Oireachtas
- Long title An Act to provide, in the public interest, for maintaining the stability of the financial system in the State, and for that purpose—(a) to provide for the transfer to the Minister for Finance or the Minister's nominee of all the shares in Anglo Irish Bank Corporation Public Limited Company, (b) to extinguish certain rights in Anglo Irish Bank, (c) to disapply certain provisions of the Companies Acts and other enactments in so far as they relate to Anglo Irish Bank, (d) to provide for the removal of persons from certain offices, positions or employment with Anglo Irish Bank and the appointment of persons to those offices or positions or that employment, (e) to provide for the appointment of an Assessor to assess whether compensation should be paid to persons whose shares were transferred to the Minister for Finance or whose rights were extinguished, and if so to determine the fair and reasonable amount payable as such compensation, (f) to provide for the payment of any such compensation, (g) to make consequential amendments to certain other enactments, and (h) to provide for connected matters ;
- Citation: Anglo Irish Bank Corporation Act 2009 (Act 1). 21 January 2009. Retrieved 12 February 2016.
- Territorial extent: Ireland
- Passed by: Dáil Éireann
- Passed: 20 January 2009
- Enacted: 20 January 2009
- Enacted by: Seanad Éireann
- Signed by: President Mary McAleese
- Signed: 21 January 2009
- Effective: 21 January 2009

Initiating chamber: Dáil Éireann
- Introduced by: Brian Lenihan Jnr Minister for Finance

= Anglo Irish Bank Corporation Act 2009 =

The Anglo Irish Bank Corporation Act 2009 is a piece of emergency legislation composed by the Irish government in January 2009. The Act provides for the emergency nationalisation of Anglo Irish Bank which had been subject to a controversy regarding hidden loans in December 2008. It was approved in the Dáil by a vote of 79 to 67, before passing in the Seanad without a vote on 20 January 2009. It was then signed by President Mary McAleese on 21 January 2009. The bank's shares had decreased dramatically on the stock exchange in previous days. At the time of its nationalisation, Anglo Irish Bank had 7,000 loan customers, of whom 5,000 were Irish.

==Oireachtas debates==
The bill passed through the Oireachtas on 20–21 January 2009.

===Dáil debate===
The debate in Dáil Éireann lasted five hours and the bill was passed by 79 to 67. Opposition parties Fine Gael and Labour both voted against the legislation, citing a lack of clarity in the Government's proposals.
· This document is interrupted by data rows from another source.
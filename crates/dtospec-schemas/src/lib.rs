//! Dtospec Schemas - schema documents for declared DTO shapes
//!
//! This crate turns declared shapes into JSON Schema object documents and
//! checks payloads against them:
//! - **Document assembly**: [`generate_schemas`] maps every shape name to
//!   `{ "type": "object", "properties": {...}, "required": [...] }`
//! - **Conformance**: [`ConformanceChecker`] compiles a generated object
//!   schema with `jsonschema` and reports whether a payload conforms
//!
//! ## Quick Start
//!
//! ```rust
//! use dtospec_core::{BooleanOptions, DtoDescriptor};
//! use dtospec_schemas::generate_schemas;
//! use serde_json::json;
//!
//! let test = DtoDescriptor::builder("Test")
//!     .boolean("constantBooleanField", BooleanOptions::new().constant(false))
//!     .build()
//!     .unwrap();
//!
//! let document = generate_schemas(&[&test]);
//! assert_eq!(
//!     document.to_value().unwrap(),
//!     json!({
//!         "Test": {
//!             "type": "object",
//!             "properties": {
//!                 "constantBooleanField": {"type": "boolean", "enum": [false]}
//!             },
//!             "required": ["constantBooleanField"]
//!         }
//!     })
//! );
//! ```
//!
//! Copyright (c) 2025 Dtospec Team
//! Licensed under the Apache-2.0 license

pub mod conformance;
pub mod document;
pub mod error;

pub use conformance::ConformanceChecker;
pub use document::{generate_schemas, ObjectSchema, SchemaDocument};
pub use error::{SchemaError, SchemaResult};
Labour TD Pat Rabbitte regretted that the Dáil did not have the time to debate the matter properly, whilst the party's financial spokesman Joan Burton said there was a failure on the part of the Government to provide any relevant information about the financial situation of the bank. Minister for Finance Brian Lenihan said during the debate that Ireland's two other main banks, Allied Irish Banks (AIB) and Bank of Ireland, would not be nationalised despite they too enduring major falls in their share prices. He said the Government would instead stand by to inject up to €2 billion of public money into AIB and Bank of Ireland.

===Seanad debate===
The bill passed through Seanad Éireann without a vote; however there was a debate on the matter. During the Seanad's debate on the bill, Senator Shane Ross claimed that "no-one was being told the truth about Anglo Irish Bank" and called an Emergency General Meeting of shareholders which had taken place the previous Friday "a disgrace, show[ing] corporate Ireland at its worst, as there were no answers to any questions". Independent Senator Joe O'Toole advocated the chasing of those responsible for the bank's nationalisation "even into the courts", saying that a person could be imprisoned for failure to pay a household bill, yet those who caused the loss of jobs and pensions might not.